Totoma! por Marcos Bonisson

Texto crítico da exposição do Ateliê da Imagem

“A linguagem é uma pele: esfrego minha linguagem no outro. (Roland Barthes)”

O que acontece nos bailes funk da zona norte e sul é também de ordem catártica. Fotografar baile funk não é para qualquer um. No centro da pista, na batida do pancadão, uma espiral de corpos é desenhada, serpenteando o espaço. A gravidade funk age e tudo converge, sugando todos para o vórtice, e gerando uma onda de energia indizível. Nessa situação, a fotógrafa tem que estar preparada para o inesperado, e munida de visão panóptica, porque a chapa quente é periférica. Em leitura possível, imagens transitivas são aquelas que operam um deslocamento da cognição visual para o domínio de outros sentidos. Com efeito, as imagens de Dani Dacorso são sonoplásticas, olfativas. Se as olharmos atentamente, podemos ouvir a intensidade do som e sentir o cheiro de suor, henê e sexo. A fotógrafa visa um eixo subjetivo de seleção e combinação, escolhendo os sinais e indiciando o processo de revelar, em imagens-metonímias, o todo pela parte. Fotografias são fragmentos, relances. Acumulamos relances. Conhecer é antes de tudo reconhecer. O que está claramente em jogo nesse acúmulo de fragmentos funk é o registro de um êxtase enunciado, pela fala do corpo, em uma de suas pulsões cardinais: a dança.
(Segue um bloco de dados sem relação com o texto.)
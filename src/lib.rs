//! Tunescope - Spotify genre-distribution backend.
//!
//! This library implements a backend aggregator for the Spotify Web API:
//! it runs the OAuth 2.0 authorization-code login flow on behalf of a
//! user, then fetches and aggregates that user's saved-track and top-item
//! data into a simplified genre distribution served over a small JSON API.
//!
//! # Modules
//!
//! - `api` - HTTP endpoints (login flow, status, analysis, top items)
//! - `config` - Configuration management and environment variables
//! - `error` - Error taxonomy and HTTP response mapping
//! - `genres` - Genre-to-bucket classification tables
//! - `management` - In-memory OAuth state and session registries
//! - `server` - Router assembly and the serve loop
//! - `spotify` - Spotify Web API client
//! - `types` - Data structures and type definitions

pub mod api;
pub mod config;
pub mod error;
pub mod genres;
pub mod management;
pub mod server;
pub mod spotify;
pub mod types;

/// A convenient Result type alias for startup and serve-loop operations
/// that may fail with arbitrary errors.
///
/// Request handlers use the typed [`error::ApiError`] instead; this alias
/// covers the places where a boxed dynamic error is enough.
pub type Res<T> = std::result::Result<T, Box<dyn std::error::Error + Send + Sync>>;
Dacorso tem fotografado o funk carioca por quase dez anos. Se a linguagem organiza os signos, o significante do trabalho de Dani é apontar uma imagem acústica de leitura plural. Definir essas fotografias de documentais e preto e branco é apenas dizer algo sobre sua sintaxe, mas não sobre sua semântica de sentido variado. Contudo, há todo um ritual de atitude instável apresentado pela meninada nos bailes funk. Conflitos à parte, a catarse da dança e do cantar junto, dominam o ambiente. Uma alegria instantânea, como reação à adversidade. O conteúdo manifesto dessas fotos reside primordialmente na tensão instaurada na pista, pela alteridade dos corpos em ação dançante. Nesse sentido, corpo e visão se fundem criando fissuras, por onde podemos olhar e imaginar realidades das quais não temos necessariamente uma experiência direta. Toma-totoma-toma repete o refrão na batida do tamborzão, enquanto a lente embaçada da fotógrafa observa a massa que pulsa no espaço. Dani executa nessa mostra um projeto de notação visual, separando precisamente o essencial do acessório, e indagando em fotos-vislumbres: que fenômeno funk é esse?